Feeling a bit desperate sexually and not sure why…

Feeling a bit desperate sexually and not sure why…

Feeling a bit desperate sexually and not sure why…

Feeling a bit desperate sexually and not sure why…

Feeling a bit desperate sexually and not sure why…

Feeling a bit desperate sexually and not sure why…

Shulamith is often quite judgemental, as depressed people often are. She says of a 79 year old woman with cancer who underwent Reichian therapy (“Orgonomy” page 65), “(Maybe this is why she had gotten sick in the first place – a cry for attention)”. There is, Shulamith says, no one in the woman’s life to share her cancer’s remission after the Reichian therapy with. I am always so interested in the partnered aspects of life, of the contingency of human social existence. Other people make life worth living, and they also can make life not worth living. Depends on the person and the situation. The way people look, and the way they look to other people…seems to be an obsession, because for social reasons the depressed person wants to fit in. But never really can. Some rather beautiful people who are depressed seem then glamorous, “we” all love a tragic female story (“us” gay males). But this is wrong. And yes, that’s a judgement. We are jealous of beauty, because female beauty can attract male attention and that’s what we want as gay males. This is all a smokescreen, smoke and mirrors to hide the fact that I have nothing to say and I’m saying it. Shulamith ends with a story about her brother Danny’s suicide and her Orthodox Jewish upbringing and all the tension and muddled unclarity that went along with it, at one point she calls it European neurosis. And the Holocaust and Hitler and his men surely had something to do with this…and centuries of persecution of Jews.

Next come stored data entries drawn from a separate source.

use axum::{
    Json,
    http::StatusCode,
    response::{IntoResponse, Response},
};
use serde_json::json;
use thiserror::Error;

use crate::transcript::TranscriptError;

/// Errors returned by the REST handlers.
#[derive(Debug, Error)]
pub enum AppError {
    #[error("Not found: {0}")]
    NotFound(String),

    #[error("Bad request: {0}")]
    BadRequest(String),

    #[error("Service unavailable: {0}")]
    ServiceUnavailable(String),

    #[error("Conflict: {0}")]
    Conflict(String),

    #[error("Internal error: {0}")]
    Internal(String),
}

pub type AppResult<T> = Result<T, AppError>;

impl AppError {
    pub fn status_code(&self) -> StatusCode {
        match self {
            AppError::NotFound(_) => StatusCode::NOT_FOUND,
            AppError::BadRequest(_) => StatusCode::BAD_REQUEST,
            AppError::ServiceUnavailable(_) => StatusCode::SERVICE_UNAVAILABLE,
            AppError::Conflict(_) => StatusCode::CONFLICT,
            AppError::Internal(_) => StatusCode::INTERNAL_SERVER_ERROR,
        }
    }
}

impl IntoResponse for AppError {
    fn into_response(self) -> Response {
        let status = self.status_code();
        if status.is_server_error() {
            tracing::error!(status = %status, error = %self, "Request failed");
        }
        (status, Json(json!({ "error": self.to_string() }))).into_response()
    }
}

impl From<TranscriptError> for AppError {
    fn from(err: TranscriptError) -> Self {
        match err {
            TranscriptError::NotFound(id) => AppError::NotFound(format!("session {id}")),
            TranscriptError::AlreadyExists(id) => AppError::Conflict(format!("session {id} already exists")),
            TranscriptError::InvalidId(id) => AppError::BadRequest(format!("invalid session id '{id}'")),
            TranscriptError::Io(e) => AppError::Internal(e.to_string()),
            TranscriptError::Json(e) => AppError::Internal(e.to_string()),
        }
    }
}

#[cfg(test)]
mod tests {
    use super::*;

    #[test]
    fn test_status_codes() {
        assert_eq!(AppError::NotFound("x".into()).status_code(), StatusCode::NOT_FOUND);
        assert_eq!(
            AppError::BadRequest("x".into()).status_code(),
            StatusCode::BAD_REQUEST
        );
        assert_eq!(
            AppError::ServiceUnavailable("x".into()).status_code(),
            StatusCode::SERVICE_UNAVAILABLE
        );
    }

    #[test]
    fn test_from_transcript_error() {
        let err: AppError = TranscriptError::NotFound("abc".into()).into();
        assert!(matches!(err, AppError::NotFound(_)));
        let err: AppError = TranscriptError::InvalidId("../x".into()).into();
        assert!(matches!(err, AppError::BadRequest(_)));
    }
}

Things as layered and again contingent, nothing in human life exists on it’s own, right from the first Humanoids we are implicated by relation. Germaine Greer says there is no such thing as security in human life, and I think, after reading Shulamith’s revealing documentary book, all we can really do in life is “hang on and enjoy the ride”…We can unravel our family histories as Shulamith does in her final chapter on her brother’s suicide, as if it gives her own instability a context and a frame, but in the end we are only still asking questions mostly for which there are no answers. And that should be fine and even good. I feel a bit hopeless after looking through Shulamith’s book again and again during the writing of this review, but I know that is only temporary. I believe in enthusiasm and optimism no matter what. Especially in crisis.


Intellectuals as cynical and grumpy – not smiling (funny, I am not for happiness but think “intellect” needs to be broadened to include “emotional intelligence”).

Acting out? As a concept? Stories or behaviors rooted in truth...but somehow not what they seem...Like Shulamith's. Yes I think she also meant well.